"It's a Jungle Out There" is a song written by Randy Newman and used as the theme song starting with the second season of the TV series Monk. In 2004, it won an Emmy Award for Outstanding Main Title Theme Music. As the first season's theme song "Monk Theme" had won the same award the previous year, Monk became the first series to have two different theme songs win an Emmy for Outstanding Main Title Theme Music in consecutive years. The song is not to be confused with the Harry Nilsson song of the same name from his 1975 album Duit on Mon Dei.

Themes

The lyrics allude to Adrian Monk's plethora of fears and warn that some degree of caution and attention is necessary to stay alive, given everyday life's many dangers. The song was used twice in each episode—but see the exception below.

History
After the end of the first season of Monk, producer David Hoberman approached Randy Newman to create a new theme song. Newman composed the song and played it for Hoberman and Tony Shalhoub. The song debuted in the second season premiere "Mr. Monk Goes Back to School." It remained unpopular with some fans. USA Network reported that they received many complaints from viewers who wanted the series to continue using Jeff Beal's "Monk Theme."   
Some references to this were made in season 2, episode 12, "Mr. Monk and the T.V. Star," where a character is upset about the detective show changing its theme song, and she claims no one else likes the new song. At the end of the episode, Adrian Monk agrees not to change the theme if he ever gets a T.V. show, and the old theme plays at the end of the episode.

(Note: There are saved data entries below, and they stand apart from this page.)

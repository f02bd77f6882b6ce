//! `text-with-button`: rich text followed by up to two call-to-action buttons.

use crate::authoring::{field_bool, field_link, field_text, resolve_fields, FieldShape, FieldSpec, ResolvedFields};
use crate::block::Block;
use crate::registry::{Decorator, Outcome};
use storefront_dom::query::tag;
use storefront_dom::{Element, VNode};
use tracing::debug;

pub const FIELDS: [FieldSpec; 7] = [
    FieldSpec::new("text", FieldShape::RichText),
    FieldSpec::new("buttonOneLabel", FieldShape::Text),
    FieldSpec::new("buttonOneLink", FieldShape::Link),
    FieldSpec::new("openInNewTab", FieldShape::Boolean),
    FieldSpec::new("buttonTwoLabel", FieldShape::Text),
    FieldSpec::new("buttonTwoLink", FieldShape::Link),
    FieldSpec::new("openInNewTabTwo", FieldShape::Boolean),
];

/// Field names of one button: label, link, new-tab flag
struct ButtonFields {
    label: &'static str,
    link: &'static str,
    new_tab: &'static str,
}

const BUTTONS: [ButtonFields; 2] = [
    ButtonFields {
        label: "buttonOneLabel",
        link: "buttonOneLink",
        new_tab: "openInNewTab",
    },
    ButtonFields {
        label: "buttonTwoLabel",
        link: "buttonTwoLink",
        new_tab: "openInNewTabTwo",
    },
];

pub struct TextWithButton;

fn build_text(fields: &mut ResolvedFields) -> Element {
    let mut wrapper = Element::new("div").with_class("text-with-button__text");
    if let Some(mut text) = fields.take("text") {
        let children = match text.take_first(tag("div")) {
            Some(mut inner) => inner.take_children(),
            None => text.take_children(),
        };
        wrapper.children = children;
        wrapper.trim_whitespace();
    }
    wrapper
}

/// A button, if both a label and a link were authored
fn build_button(fields: &ResolvedFields, names: &ButtonFields) -> Option<Element> {
    let label = fields.get(names.label).map(field_text).filter(|label| !label.is_empty())?;
    let href = fields.get(names.link).and_then(field_link)?;
    let new_tab = fields.get(names.new_tab).is_some_and(field_bool);

    let mut link = Element::new("a")
        .with_attr("href", href)
        .with_class("button")
        .with_attr("aria-label", label.as_str())
        .with_attr("role", "button");
    if new_tab {
        link.set_attr("target", "_blank");
        link.set_attr("rel", "noopener noreferrer");
    } else {
        link.set_attr("target", "_self");
    }
    link.append(VNode::text(label));

    Some(Element::new("div").with_class("text-with-button__button").with_child(link))
}

impl Decorator for TextWithButton {
    fn name(&self) -> &'static str {
        "text-with-button"
    }

    fn transform(&self, mut block: Block) -> Outcome {
        let root = block.root_mut();
        let mut fields = resolve_fields(root.take_element_children(), &FIELDS);

        root.append(build_text(&mut fields));

        let buttons: Vec<Element> = BUTTONS
            .iter()
            .filter_map(|names| build_button(&fields, names))
            .collect();
        debug!(buttons = buttons.len(), by_name = fields.resolved_by_name(), "Built text-with-button");

        if !buttons.is_empty() {
            root.append(
                Element::new("div")
                    .with_class("text-with-button__buttons")
                    .with_children(buttons.into_iter().map(Into::into)),
            );
        }

        Outcome::Decorated(block)
    }
}
use thiserror::Error;

pub type DomResult<T> = Result<T, DomError>;

/// Errors that can occur while reading authored markup
#[derive(Error, Debug)]
pub enum DomError {
    #[error("Parse error: {0}")]
    Parse(String),

    #[error("Fragment contains no element")]
    NoElement,
}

Although the theme song remained the same, the clips used in the title sequence changed three times over the course of the series:

 The first version, used from "Mr. Monk Goes Back to School" at the start of season 2 through "Mr. Monk Takes His Medicine" halfway through season 3. This version was used in approximately 25 episodes.
 The third and final version was used starting in season 5 with the episode "Mr. Monk and the Actor" and through the series finale. This version was used for approximately 64 episodes, and brought in clips from season 4 and season 5 episodes.

Newman wrote another song, "When I'm Gone," for the final episode, "Mr. Monk and the End." The song won the 2010 Emmy Award for Outstanding Original Music and Lyrics.

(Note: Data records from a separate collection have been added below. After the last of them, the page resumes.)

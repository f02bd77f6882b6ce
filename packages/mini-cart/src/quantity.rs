//! Quantity incrementer for one cart line.

use crate::cart::{CartApi, CartItem, CartItemUpdate};
use std::sync::Arc;
use storefront_dom::query::class;
use storefront_dom::{Element, VNode};
use tracing::{debug, warn};

pub const UID_ATTR: &str = "data-cart-item-uid";

const DECREASE_BUTTON: &str = "dropin-incrementer__decrease-button";
const INPUT: &str = "dropin-incrementer__input";
const PRICE: &str = "dropin-cart-item__price";

/// Display price for `quantity` units. Empty when the unit price is unknown or zero.
pub fn format_price(unit_price: Option<f64>, quantity: u32) -> String {
    match unit_price {
        Some(price) if price != 0.0 => format!("${:.2}", price * f64::from(quantity)),
        _ => String::new(),
    }
}

/// Parse a typed quantity. Anything that is not a number, or is below one, becomes 1.
fn parse_quantity(raw: &str) -> u32 {
    match raw.trim().parse::<f64>() {
        Ok(value) if value.is_finite() && value >= 1.0 => value.floor().min(f64::from(u32::MAX)) as u32,
        _ => 1,
    }
}

/// Local state of one incrementer, kept in sync with the cart through mutations
pub struct QuantityControl {
    uid: String,
    unit_price: Option<f64>,
    quantity: u32,
    price_text: String,
    api: Arc<dyn CartApi>,
}

impl QuantityControl {
    pub fn new(item: &CartItem, api: Arc<dyn CartApi>) -> Self {
        Self {
            uid: item.uid.clone(),
            unit_price: item.price,
            quantity: item.quantity,
            price_text: format_price(item.price, item.quantity),
            api,
        }
    }

    pub fn uid(&self) -> &str {
        &self.uid
    }

    pub fn quantity(&self) -> u32 {
        self.quantity
    }

    pub fn price_text(&self) -> &str {
        &self.price_text
    }

    pub fn can_decrease(&self) -> bool {
        self.quantity > 1
    }

    pub async fn increment(&mut self) {
        self.update(self.quantity.saturating_add(1)).await;
    }

    /// Decrease by one. No-op at a quantity of one.
    pub async fn decrement(&mut self) {
        if self.can_decrease() {
            self.update(self.quantity - 1).await;
        }
    }

    /// Apply a value typed into the quantity input
    pub async fn set_input(&mut self, raw: &str) {
        self.update(parse_quantity(raw)).await;
    }

    async fn update(&mut self, quantity: u32) {
        self.quantity = quantity.max(1);
        self.price_text = format_price(self.unit_price, self.quantity);

        let update = CartItemUpdate {
            uid: self.uid.clone(),
            quantity: self.quantity,
        };
        match self.api.update_products_from_cart(vec![update]).await {
            Ok(Some(snapshot)) => {
                let reconciled = snapshot
                    .line(&self.uid)
                    .filter(|line| line.price.is_some_and(|price| price != 0.0))
                    .map(|line| format_price(line.price, line.quantity));
                if let Some(price_text) = reconciled {
                    self.price_text = price_text;
                }
                debug!(uid = %self.uid, quantity = self.quantity, "Cart line updated");
            }
            Ok(None) => debug!(uid = %self.uid, "Cart mutation returned no cart"),
            Err(err) => warn!(uid = %self.uid, error = %err, "Cart mutation failed, keeping local quantity"),
        }
    }

    /// Incrementer markup for the current state
    pub fn element(&self) -> Element {
        let decrease = Element::new("button")
            .with_attr("type", "button")
            .with_attr("aria-label", "Decrease Quantity")
            .with_class(DECREASE_BUTTON)
            .with_child(decrease_icon());

        let input = Element::new("input")
            .with_attr("type", "number")
            .with_attr("name", "quantity")
            .with_class(INPUT)
            .with_attr("aria-label", "Quantity")
            .with_attr("min", "1")
            .with_attr("step", "1");

        let increase = Element::new("button")
            .with_attr("type", "button")
            .with_attr("aria-label", "Increase Quantity")
            .with_class("dropin-incrementer__increase-button")
            .with_child(increase_icon());

        let content = Element::new("div")
            .with_class("dropin-incrementer__content")
            .with_class("dropin-incrementer__content--medium")
            .with_child(button_container(decrease))
            .with_child(input)
            .with_child(button_container(increase))
            .with_child(Element::new("span").with_class(PRICE));

        let mut incrementer = Element::new("div")
            .with_class("dropin-incrementer")
            .with_class("dropin-incrementer--medium")
            .with_class("dropin-cart-item__quantity__incrementer")
            .with_attr(UID_ATTR, self.uid.as_str())
            .with_child(content);
        self.apply_to(&mut incrementer);
        incrementer
    }

    /// Write quantity, button state and price into rendered incrementer markup
    pub fn apply_to(&self, incrementer: &mut Element) {
        if let Some(button) = incrementer.find_mut(class(DECREASE_BUTTON)) {
            if self.can_decrease() {
                button.remove_attr("disabled");
            } else {
                button.set_attr("disabled", "");
            }
        }
        if let Some(input) = incrementer.find_mut(class(INPUT)) {
            input.set_attr("value", self.quantity.to_string());
        }
        if let Some(price) = incrementer.find_mut(class(PRICE)) {
            price.children = vec![VNode::text(self.price_text.as_str())];
        }
    }
}

fn button_container(button: Element) -> Element {
    Element::new("div")
        .with_class("dropin-incrementer__button-container")
        .with_child(button)
}

fn icon(modifier: &str) -> Element {
    Element::new("svg")
        .with_attr("width", "16")
        .with_attr("height", "16")
        .with_attr("viewBox", "4 2 20 20")
        .with_attr("fill", "none")
        .with_attr("xmlns", "http://www.w3.org/2000/svg")
        .with_class("dropin-icon")
        .with_class("dropin-icon--shape-stroke-1")
        .with_class(modifier)
}

fn stroke(element: Element) -> Element {
    element
        .with_attr("vector-effect", "non-scaling-stroke")
        .with_attr("fill", "none")
        .with_attr("stroke", "currentColor")
}

fn decrease_icon() -> Element {
    icon("dropin-incrementer__down").with_child(
        stroke(Element::new("path"))
            .with_attr("d", "M17.3332 11.75H6.6665")
            .with_attr("stroke-width", "1.5")
            .with_attr("stroke-linecap", "square")
            .with_attr("stroke-linejoin", "round"),
    )
}

fn increase_icon() -> Element {
    icon("dropin-incrementer__add")
        .with_child(stroke(Element::new("path")).with_attr("d", "M12 5.65V18.35M5.65 12H18.35").with_attr("stroke-width", "1.5"))
}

As the show appears on Peacock, the first two-part episode has been edited to include the Randy Newman theme.

Other versions
Snoop Dogg covered the song for the season 6 episode "Mr. Monk and the Rapper", in which he also played a guest role as Murderuss, a rapper accused of murder.

A rerecorded and expanded version of "It's a Jungle Out There" appears on Newman's 2017 album Dark Matter.

Awards
2004 Emmy Award for Outstanding Main Title Theme Music
2005 ASCAP Top TV Series Award

References

2003 songs
Randy Newman songs
Snoop Dogg songs
Television drama theme songs
Comedy television theme songs
Songs written by Randy Newman
Monk (TV series)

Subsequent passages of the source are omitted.